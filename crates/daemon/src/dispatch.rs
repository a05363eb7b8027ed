// SPDX-License-Identifier: BUSL-1.1
// Copyright (c) 2026 Alfred Jean LLC

//! Glue a decoded [`Request`] to the matching `jobctl-engine`/`jobctl-query`
//! service call and encode its outcome back into a [`Response`] (SPEC_FULL
//! §6.1). A transport (HTTP, Unix socket, anything) owns deserializing the
//! wire bytes into a `Request` and this crate's [`dispatch`] into a
//! `Response`; the core itself never sees a socket.

use jobctl_core::{Clock, IdGen};
use jobctl_engine::Engine;
use jobctl_query::page::get_one;
use jobctl_query::Paginator;

use crate::protocol::{Request, Response};

/// Run one request against `engine`, mapping any `EngineError`/`QueryError`
/// into `Response::Error` rather than ever propagating a Rust error across
/// the wire boundary.
pub fn dispatch<C: Clock, G: IdGen>(engine: &Engine<C, G>, request: Request) -> Response {
    match request {
        Request::SitesList { owner_id, filter, args } => engine.with_state(|state| {
            Response::Sites(jobctl_query::sites::list(
                state,
                &owner_id,
                &filter,
                &args.order_keys(),
                clamp(args.paginator, engine),
            ))
        }),
        Request::SitesCreate { owner_id, spec } => {
            match jobctl_engine::sites::create(engine, &owner_id, spec) {
                Ok(site) => Response::Site(site),
                Err(e) => e.into(),
            }
        }
        Request::SitesGet { owner_id, id } => engine.with_state(|state| {
            let filter = jobctl_query::sites::SiteFilter { id_in: Some(vec![id]), ..Default::default() };
            match jobctl_query::sites::get(state, &owner_id, &filter) {
                Ok(site) => Response::Site(site),
                Err(e) => e.into(),
            }
        }),
        Request::SitesUpdate { owner_id, id, patch } => {
            match jobctl_engine::sites::update(engine, &owner_id, &id, patch) {
                Ok(site) => Response::Site(site),
                Err(e) => e.into(),
            }
        }
        Request::SitesDelete { owner_id, id } => {
            match jobctl_engine::sites::delete(engine, &owner_id, &id) {
                Ok(()) => Response::Deleted,
                Err(e) => e.into(),
            }
        }
        Request::SitesReportBackfill { owner_id, id, queue_windows } => {
            match jobctl_engine::sites::report_backfill(engine, &owner_id, &id, queue_windows) {
                Ok(site) => Response::Site(site),
                Err(e) => e.into(),
            }
        }

        Request::AppsList { owner_id, filter, args } => engine.with_state(|state| {
            Response::Apps(jobctl_query::apps::list(
                state,
                &owner_id,
                &filter,
                &args.order_keys(),
                clamp(args.paginator, engine),
            ))
        }),
        Request::AppsCreate { owner_id, spec } => {
            match jobctl_engine::apps::create(engine, &owner_id, spec) {
                Ok(app) => Response::App(app),
                Err(e) => e.into(),
            }
        }
        Request::AppsGet { owner_id, id } => engine.with_state(|state| {
            let filter = jobctl_query::apps::AppFilter { id_in: Some(vec![id]), ..Default::default() };
            match jobctl_query::apps::get(state, &owner_id, &filter) {
                Ok(app) => Response::App(app),
                Err(e) => e.into(),
            }
        }),
        Request::AppsUpdate { owner_id, id, patch } => {
            match jobctl_engine::apps::update(engine, &owner_id, &id, patch) {
                Ok(app) => Response::App(app),
                Err(e) => e.into(),
            }
        }
        Request::AppsDelete { owner_id, id } => {
            match jobctl_engine::apps::delete(engine, &owner_id, &id) {
                Ok(()) => Response::Deleted,
                Err(e) => e.into(),
            }
        }
        Request::AppsMerge { owner_id, ids } => {
            match jobctl_engine::apps::merge(engine, &owner_id, &ids) {
                Ok(app) => Response::App(app),
                Err(e) => e.into(),
            }
        }

        Request::JobsList { owner_id, filter, args } => engine.with_state(|state| {
            Response::Jobs(jobctl_query::jobs::list(
                state,
                &owner_id,
                &filter,
                &args.order_keys(),
                clamp(args.paginator, engine),
            ))
        }),
        Request::JobsBulkCreate { owner_id, specs } => {
            match jobctl_engine::jobs::bulk_create(engine, &owner_id, specs) {
                Ok(jobs) => Response::JobsCreated(jobs),
                Err(e) => e.into(),
            }
        }
        Request::JobsGet { owner_id, id } => engine.with_state(|state| {
            let filter = jobctl_query::jobs::JobFilter { id_in: Some(vec![id]), ..Default::default() };
            match jobctl_query::jobs::get(state, &owner_id, &filter) {
                Ok(job) => Response::Job(job),
                Err(e) => e.into(),
            }
        }),
        Request::JobsBulkUpdate { owner_id, patches } => {
            match jobctl_engine::jobs::bulk_update(engine, &owner_id, patches) {
                Ok(jobs) => Response::JobsUpdated(jobs),
                Err(e) => e.into(),
            }
        }
        Request::JobsUpdateByQuery { owner_id, filter, patch } => {
            match jobctl_engine::jobs::update_by_query(engine, &owner_id, &filter, patch) {
                Ok(jobs) => Response::JobsUpdated(jobs),
                Err(e) => e.into(),
            }
        }
        Request::JobsDeleteByQuery { owner_id, filter } => {
            match jobctl_engine::jobs::delete_by_query(engine, &owner_id, &filter) {
                Ok(ids) => Response::JobIds(ids),
                Err(e) => e.into(),
            }
        }

        Request::EventsList { owner_id, filter, args } => engine.with_state(|state| {
            Response::Events(jobctl_query::events::list(
                state,
                &owner_id,
                &filter,
                &args.order_keys(),
                clamp(args.paginator, engine),
            ))
        }),

        Request::BatchJobsList { owner_id, filter, args } => engine.with_state(|state| {
            Response::BatchJobs(jobctl_query::batch_jobs::list(
                state,
                &owner_id,
                &filter,
                &args.order_keys(),
                clamp(args.paginator, engine),
            ))
        }),
        Request::BatchJobsCreate { owner_id, spec } => {
            match jobctl_engine::batch_jobs::create(engine, &owner_id, spec) {
                Ok(bj) => Response::BatchJob(bj),
                Err(e) => e.into(),
            }
        }
        Request::BatchJobsGet { owner_id, id } => engine.with_state(|state| {
            // `BatchJobFilter` has no `id_in` (§4.1 lists no per-id predicate for
            // this collection); scan and match directly instead.
            let matches: Vec<_> = state
                .batch_jobs
                .values()
                .filter(|bj| bj.owner_id == owner_id && bj.id == id)
                .cloned()
                .collect();
            match get_one(matches) {
                Ok(bj) => Response::BatchJob(bj),
                Err(e) => e.into(),
            }
        }),
        Request::BatchJobsUpdate { owner_id, id, patch } => {
            match jobctl_engine::batch_jobs::update(engine, &owner_id, &id, patch) {
                Ok(bj) => Response::BatchJob(bj),
                Err(e) => e.into(),
            }
        }
        Request::BatchJobsDelete { owner_id, id } => {
            match jobctl_engine::batch_jobs::delete(engine, &owner_id, &id) {
                Ok(()) => Response::Deleted,
                Err(e) => e.into(),
            }
        }
        Request::BatchJobsDeleteByQuery { owner_id: _, filter: _ } => {
            match jobctl_engine::batch_jobs::delete_by_query(engine) {
                Ok(()) => Response::Deleted,
                Err(e) => e.into(),
            }
        }

        Request::SessionsOpen { owner_id, spec } => {
            match jobctl_engine::sessions::open(engine, &owner_id, spec) {
                Ok(session) => Response::Session(session),
                Err(e) => e.into(),
            }
        }
        Request::SessionsList { owner_id, filter, args } => {
            let now = engine.now();
            let expiry = engine.config.session_expiry;
            engine.with_state(|state| {
                Response::Sessions(jobctl_query::sessions::list(
                    state,
                    &owner_id,
                    &filter,
                    &args.order_keys(),
                    clamp(args.paginator, engine),
                    now,
                    expiry,
                ))
            })
        }
        Request::SessionsGet { owner_id, id } => {
            let now = engine.now();
            let expiry = engine.config.session_expiry;
            engine.with_state(|state| {
                let filter = jobctl_query::sessions::SessionFilter { id_in: Some(vec![id]), ..Default::default() };
                match jobctl_query::sessions::get(state, &owner_id, &filter, now, expiry) {
                    Ok(session) => Response::Session(session),
                    Err(e) => e.into(),
                }
            })
        }
        Request::SessionsClose { owner_id, id } => {
            match jobctl_engine::sessions::close(engine, &owner_id, &id) {
                Ok(_released) => Response::Deleted,
                Err(e) => e.into(),
            }
        }
        Request::SessionsTick { owner_id, id } => {
            match jobctl_engine::sessions::tick(engine, &owner_id, &id) {
                Ok(session) => Response::Session(session),
                Err(e) => e.into(),
            }
        }
        Request::SessionsAcquire { owner_id, id, spec } => {
            match jobctl_engine::sessions::acquire(engine, &owner_id, &id, spec) {
                Ok(jobs) => Response::AcquiredJobs(jobs),
                Err(e) => e.into(),
            }
        }

        Request::TransfersList { owner_id, filter, args } => engine.with_state(|state| {
            Response::TransferItems(jobctl_query::transfer_items::list(
                state,
                &owner_id,
                &filter,
                &args.order_keys(),
                clamp(args.paginator, engine),
            ))
        }),
        Request::TransfersGet { owner_id, id } => engine.with_state(|state| {
            let filter = jobctl_query::transfer_items::TransferItemFilter {
                id_in: Some(vec![id]),
                ..Default::default()
            };
            match jobctl_query::transfer_items::get(state, &owner_id, &filter) {
                Ok(item) => Response::TransferItem(item),
                Err(e) => e.into(),
            }
        }),
        Request::TransfersUpdate { owner_id, id, patch } => {
            match jobctl_engine::transfer_items::update(engine, &owner_id, &id, patch) {
                Ok(item) => Response::TransferItem(item),
                Err(e) => e.into(),
            }
        }
    }
}

/// Clamp a client-proposed page size against the configured maximum (§4.1).
fn clamp<C: Clock, G: IdGen>(paginator: Paginator, engine: &Engine<C, G>) -> Paginator {
    Paginator::new(paginator.offset, paginator.limit.min(engine.config.max_page_size))
}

*****

WHAT IS NEEDED:
Which lines of the material above hold the string "expiry"? Pull them out.

RESPONSE:
            let expiry = engine.config.session_expiry;
                    expiry,
            let expiry = engine.config.session_expiry;
                match jobctl_query::sessions::get(state, &owner_id, &filter, now, expiry) {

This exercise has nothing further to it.